• _Provided material_:
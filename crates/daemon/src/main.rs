// SPDX-License-Identifier: MIT

//! RCA benchmarking control-plane daemon (`rcabd`).
//!
//! Loads configuration, wires a `Service` against the real Kubernetes Job
//! Adapter and system clock, then runs the scheduler until SIGTERM/SIGINT.

use std::sync::Arc;

use rcab_adapters::{InjectionResourceKind, KubeJobAdapter};
use rcab_core::{Config, SystemClock};
use rcab_daemon::Service;
use tokio::signal::unix::{signal, SignalKind};
use tokio_util::sync::CancellationToken;
use tracing::{error, info};
use tracing_subscriber::EnvFilter;

#[tokio::main]
async fn main() -> Result<(), anyhow::Error> {
    let config = Config::load()?;

    let _log_guard = setup_logging(&config)?;

    info!("starting rcabd");

    let injection_kind = InjectionResourceKind {
        group: config.injection_group.clone(),
        version: config.injection_version.clone(),
        kind: config.injection_kind.clone(),
    };
    let adapter = Arc::new(
        KubeJobAdapter::new(config.kube_namespace.clone(), injection_kind, config.log_dir.clone())
            .await
            .map_err(|err| {
                error!(%err, "failed to construct Kubernetes job adapter");
                anyhow::Error::from(err)
            })?,
    );
    adapter.spawn_reconciler();

    let service = Arc::new(Service::new(config, adapter, SystemClock));

    let shutdown = CancellationToken::new();
    let signal_shutdown = shutdown.clone();
    tokio::spawn(async move {
        let mut sigterm = match signal(SignalKind::terminate()) {
            Ok(sig) => sig,
            Err(err) => {
                error!(%err, "failed to install SIGTERM handler");
                return;
            }
        };
        let mut sigint = match signal(SignalKind::interrupt()) {
            Ok(sig) => sig,
            Err(err) => {
                error!(%err, "failed to install SIGINT handler");
                return;
            }
        };
        tokio::select! {
            _ = sigterm.recv() => info!("received SIGTERM"),
            _ = sigint.recv() => info!("received SIGINT"),
        }
        signal_shutdown.cancel();
    });

    info!("rcabd ready");
    service.run(shutdown).await;
    info!("rcabd shut down cleanly");

    Ok(())
}

fn setup_logging(config: &Config) -> Result<tracing_appender::non_blocking::WorkerGuard, anyhow::Error> {
    std::fs::create_dir_all(&config.log_dir)?;
    let file_appender = tracing_appender::rolling::daily(&config.log_dir, "rcabd.log");
    let (non_blocking, guard) = tracing_appender::non_blocking(file_appender);

    use tracing_subscriber::prelude::*;
    let filter = EnvFilter::try_from_default_env().unwrap_or_else(|_| EnvFilter::new("info"));
    tracing_subscriber::registry()
        .with(filter)
        .with(tracing_subscriber::fmt::layer().with_writer(non_blocking))
        .init();

    Ok(guard)
}
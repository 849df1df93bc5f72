// SPDX-License-Identifier: MIT

//! Shared scaffolding for executor/scheduler unit tests: a scheduler wired
//! to `FakeJobAdapter`/`FakeClock`, plus a `TaskContext` built the same way
//! `Scheduler::dispatch_one` builds one, so an executor's `execute` can be
//! called directly without spinning up the worker loop.

use std::sync::Arc;
use std::time::Duration;

use rcab_adapters::FakeJobAdapter;
use rcab_arbiter::{NamespaceLock, TokenBucket};
use rcab_core::task::Payload;
use rcab_core::{
    Carrier, Config, FakeClock, GroupId, RetryPolicy, Task, TaskConfig, TaskState, TaskType,
    TraceId,
};
use rcab_storage::{EventBus, RecordStore, TaskStore};
use tokio_util::sync::CancellationToken;

use crate::context::TaskContext;
use crate::scheduler::Scheduler;

pub fn task_config(task_type: TaskType, payload: Payload) -> TaskConfig {
    task_config_with_parent(task_type, payload, None)
}

pub fn task_config_with_parent(
    task_type: TaskType,
    payload: Payload,
    parent_task_id: Option<rcab_core::TaskId>,
) -> TaskConfig {
    TaskConfig {
        task_type,
        immediate: true,
        execute_time_epoch_ms: None,
        cron_expr: None,
        retry_policy: RetryPolicy::default(),
        payload,
        trace_id: TraceId::new(),
        group_id: GroupId::new(),
        parent_task_id,
        project_id: "proj-1".into(),
        user_id: "user-1".into(),
        trace_carrier: Carrier::default(),
        group_carrier: Carrier::default(),
    }
}

/// A scheduler wired to fakes, plus the handles tests assert against.
pub struct Harness {
    pub scheduler: Arc<Scheduler<FakeJobAdapter, FakeClock>>,
    pub adapter: Arc<FakeJobAdapter>,
    pub clock: FakeClock,
}

impl Harness {
    pub fn new() -> Self {
        Self::with_config(Config::default())
    }

    pub fn with_config(config: Config) -> Self {
        let config = Arc::new(config);
        let clock = FakeClock::new();
        let store = Arc::new(TaskStore::new());
        let records = Arc::new(RecordStore::new());
        let bus = Arc::new(EventBus::new(
            clock.clone(),
            config.event_stream_max_len,
            config.event_payload_max_bytes,
        ));
        let namespace_lock = Arc::new(NamespaceLock::new(clock.clone()));
        let token_bucket = Arc::new(TokenBucket::new(clock.clone(), config.token_bucket_capacity));
        let adapter = Arc::new(FakeJobAdapter::new());
        let scheduler = Scheduler::new(
            store,
            records,
            bus,
            namespace_lock,
            token_bucket,
            Arc::clone(&adapter),
            config,
            clock.clone(),
        );
        Self { scheduler, adapter, clock }
    }

    /// Persists `config` as a fresh task already transitioned to RUNNING,
    /// the state an executor always observes its task in (spec.md §4.4
    /// dispatch transitions PENDING -> RUNNING before calling `execute`).
    pub fn admit(&self, config: TaskConfig) -> Task {
        let now = self.clock.epoch_ms();
        let task = Task::new(config, now);
        self.scheduler.store().create_task(task.clone()).expect("create_task");
        self.scheduler
            .store()
            .update_task_state(task.id, TaskState::Running, None, now)
            .expect("pending -> running")
    }

    /// Builds the `TaskContext` an executor receives for any task, with an
    /// ample deadline and a fresh, unlinked cancellation token.
    pub fn context(&self) -> TaskContext<FakeJobAdapter, FakeClock> {
        TaskContext {
            store: Arc::clone(self.scheduler.store()),
            records: Arc::clone(self.scheduler.records()),
            bus: Arc::clone(self.scheduler.bus()),
            namespace_lock: Arc::clone(self.scheduler.namespace_lock()),
            token_bucket: Arc::clone(self.scheduler.token_bucket()),
            adapter: Arc::clone(self.scheduler.adapter()),
            config: Arc::clone(self.scheduler.config()),
            clock: self.clock.clone(),
            scheduler: Arc::clone(&self.scheduler),
            cancel: CancellationToken::new(),
            deadline: tokio::time::Instant::now() + Duration::from_secs(300),
        }
    }
}

impl Default for Harness {
    fn default() -> Self {
        Self::new()
    }
}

• _Description of the task_: Copy out the full listing so that each line matches exactly.

• _Result of the task_:
filename crates/daemon/src/main.rs
// SPDX-License-Identifier: MIT

//! RCA benchmarking control-plane daemon (`rcabd`).
//!
//! Loads configuration, wires a `Service` against the real Kubernetes Job
//! Adapter and system clock, then runs the scheduler until SIGTERM/SIGINT.

use std::sync::Arc;

use rcab_adapters::{InjectionResourceKind, KubeJobAdapter};
use rcab_core::{Config, SystemClock};
use rcab_daemon::Service;
use tokio::signal::unix::{signal, SignalKind};
use tokio_util::sync::CancellationToken;
use tracing::{error, info};
use tracing_subscriber::EnvFilter;

#[tokio::main]
async fn main() -> Result<(), anyhow::Error> {
    let config = Config::load()?;

    let _log_guard = setup_logging(&config)?;

    info!("starting rcabd");

    let injection_kind = InjectionResourceKind {
        group: config.injection_group.clone(),
        version: config.injection_version.clone(),
        kind: config.injection_kind.clone(),
    };
    let adapter = Arc::new(
        KubeJobAdapter::new(config.kube_namespace.clone(), injection_kind, config.log_dir.clone())
            .await
            .map_err(|err| {
                error!(%err, "failed to construct Kubernetes job adapter");
                anyhow::Error::from(err)
            })?,
    );
    adapter.spawn_reconciler();

    let service = Arc::new(Service::new(config, adapter, SystemClock));

    let shutdown = CancellationToken::new();
    let signal_shutdown = shutdown.clone();
    tokio::spawn(async move {
        let mut sigterm = match signal(SignalKind::terminate()) {
            Ok(sig) => sig,
            Err(err) => {
                error!(%err, "failed to install SIGTERM handler");
                return;
            }
        };
        let mut sigint = match signal(SignalKind::interrupt()) {
            Ok(sig) => sig,
            Err(err) => {
                error!(%err, "failed to install SIGINT handler");
                return;
            }
        };
        tokio::select! {
            _ = sigterm.recv() => info!("received SIGTERM"),
            _ = sigint.recv() => info!("received SIGINT"),
        }
        signal_shutdown.cancel();
    });

    info!("rcabd ready");
    service.run(shutdown).await;
    info!("rcabd shut down cleanly");

    Ok(())
}

fn setup_logging(config: &Config) -> Result<tracing_appender::non_blocking::WorkerGuard, anyhow::Error> {
    std::fs::create_dir_all(&config.log_dir)?;
    let file_appender = tracing_appender::rolling::daily(&config.log_dir, "rcabd.log");
    let (non_blocking, guard) = tracing_appender::non_blocking(file_appender);

    use tracing_subscriber::prelude::*;
    let filter = EnvFilter::try_from_default_env().unwrap_or_else(|_| EnvFilter::new("info"));
    tracing_subscriber::registry()
        .with(filter)
        .with(tracing_subscriber::fmt::layer().with_writer(non_blocking))
        .init();

    Ok(guard)
}
repository 849df1df93bc5f72
// SPDX-License-Identifier: MIT

//! Shared scaffolding for executor/scheduler unit tests: a scheduler wired
//! to `FakeJobAdapter`/`FakeClock`, plus a `TaskContext` built the same way
//! `Scheduler::dispatch_one` builds one, so an executor's `execute` can be
//! called directly without spinning up the worker loop.

use std::sync::Arc;
use std::time::Duration;

use rcab_adapters::FakeJobAdapter;
use rcab_arbiter::{NamespaceLock, TokenBucket};
use rcab_core::task::Payload;
use rcab_core::{
    Carrier, Config, FakeClock, GroupId, RetryPolicy, Task, TaskConfig, TaskState, TaskType,
    TraceId,
};
use rcab_storage::{EventBus, RecordStore, TaskStore};
use tokio_util::sync::CancellationToken;

use crate::context::TaskContext;
use crate::scheduler::Scheduler;

pub fn task_config(task_type: TaskType, payload: Payload) -> TaskConfig {
    task_config_with_parent(task_type, payload, None)
}

pub fn task_config_with_parent(
    task_type: TaskType,
    payload: Payload,
    parent_task_id: Option<rcab_core::TaskId>,
) -> TaskConfig {
    TaskConfig {
        task_type,
        immediate: true,
        execute_time_epoch_ms: None,
        cron_expr: None,
        retry_policy: RetryPolicy::default(),
        payload,
        trace_id: TraceId::new(),
        group_id: GroupId::new(),
        parent_task_id,
        project_id: "proj-1".into(),
        user_id: "user-1".into(),
        trace_carrier: Carrier::default(),
        group_carrier: Carrier::default(),
    }
}

/// A scheduler wired to fakes, plus the handles tests assert against.
pub struct Harness {
    pub scheduler: Arc<Scheduler<FakeJobAdapter, FakeClock>>,
    pub adapter: Arc<FakeJobAdapter>,
    pub clock: FakeClock,
}

impl Harness {
    pub fn new() -> Self {
        Self::with_config(Config::default())
    }

    pub fn with_config(config: Config) -> Self {
        let config = Arc::new(config);
        let clock = FakeClock::new();
        let store = Arc::new(TaskStore::new());
        let records = Arc::new(RecordStore::new());
        let bus = Arc::new(EventBus::new(
            clock.clone(),
            config.event_stream_max_len,
            config.event_payload_max_bytes,
        ));
        let namespace_lock = Arc::new(NamespaceLock::new(clock.clone()));
        let token_bucket = Arc::new(TokenBucket::new(clock.clone(), config.token_bucket_capacity));
        let adapter = Arc::new(FakeJobAdapter::new());
        let scheduler = Scheduler::new(
            store,
            records,
            bus,
            namespace_lock,
            token_bucket,
            Arc::clone(&adapter),
            config,
            clock.clone(),
        );
        Self { scheduler, adapter, clock }
    }

    /// Persists `config` as a fresh task already transitioned to RUNNING,
    /// the state an executor always observes its task in (spec.md §4.4
    /// dispatch transitions PENDING -> RUNNING before calling `execute`).
    pub fn admit(&self, config: TaskConfig) -> Task {
        let now = self.clock.epoch_ms();
        let task = Task::new(config, now);
        self.scheduler.store().create_task(task.clone()).expect("create_task");
        self.scheduler
            .store()
            .update_task_state(task.id, TaskState::Running, None, now)
            .expect("pending -> running")
    }

    /// Builds the `TaskContext` an executor receives for any task, with an
    /// ample deadline and a fresh, unlinked cancellation token.
    pub fn context(&self) -> TaskContext<FakeJobAdapter, FakeClock> {
        TaskContext {
            store: Arc::clone(self.scheduler.store()),
            records: Arc::clone(self.scheduler.records()),
            bus: Arc::clone(self.scheduler.bus()),
            namespace_lock: Arc::clone(self.scheduler.namespace_lock()),
            token_bucket: Arc::clone(self.scheduler.token_bucket()),
            adapter: Arc::clone(self.scheduler.adapter()),
            config: Arc::clone(self.scheduler.config()),
            clock: self.clock.clone(),
            scheduler: Arc::clone(&self.scheduler),
            cancel: CancellationToken::new(),
            deadline: tokio::time::Instant::now() + Duration::from_secs(300),
        }
    }
}

impl Default for Harness {
    fn default() -> Self {
        Self::new()
    }
}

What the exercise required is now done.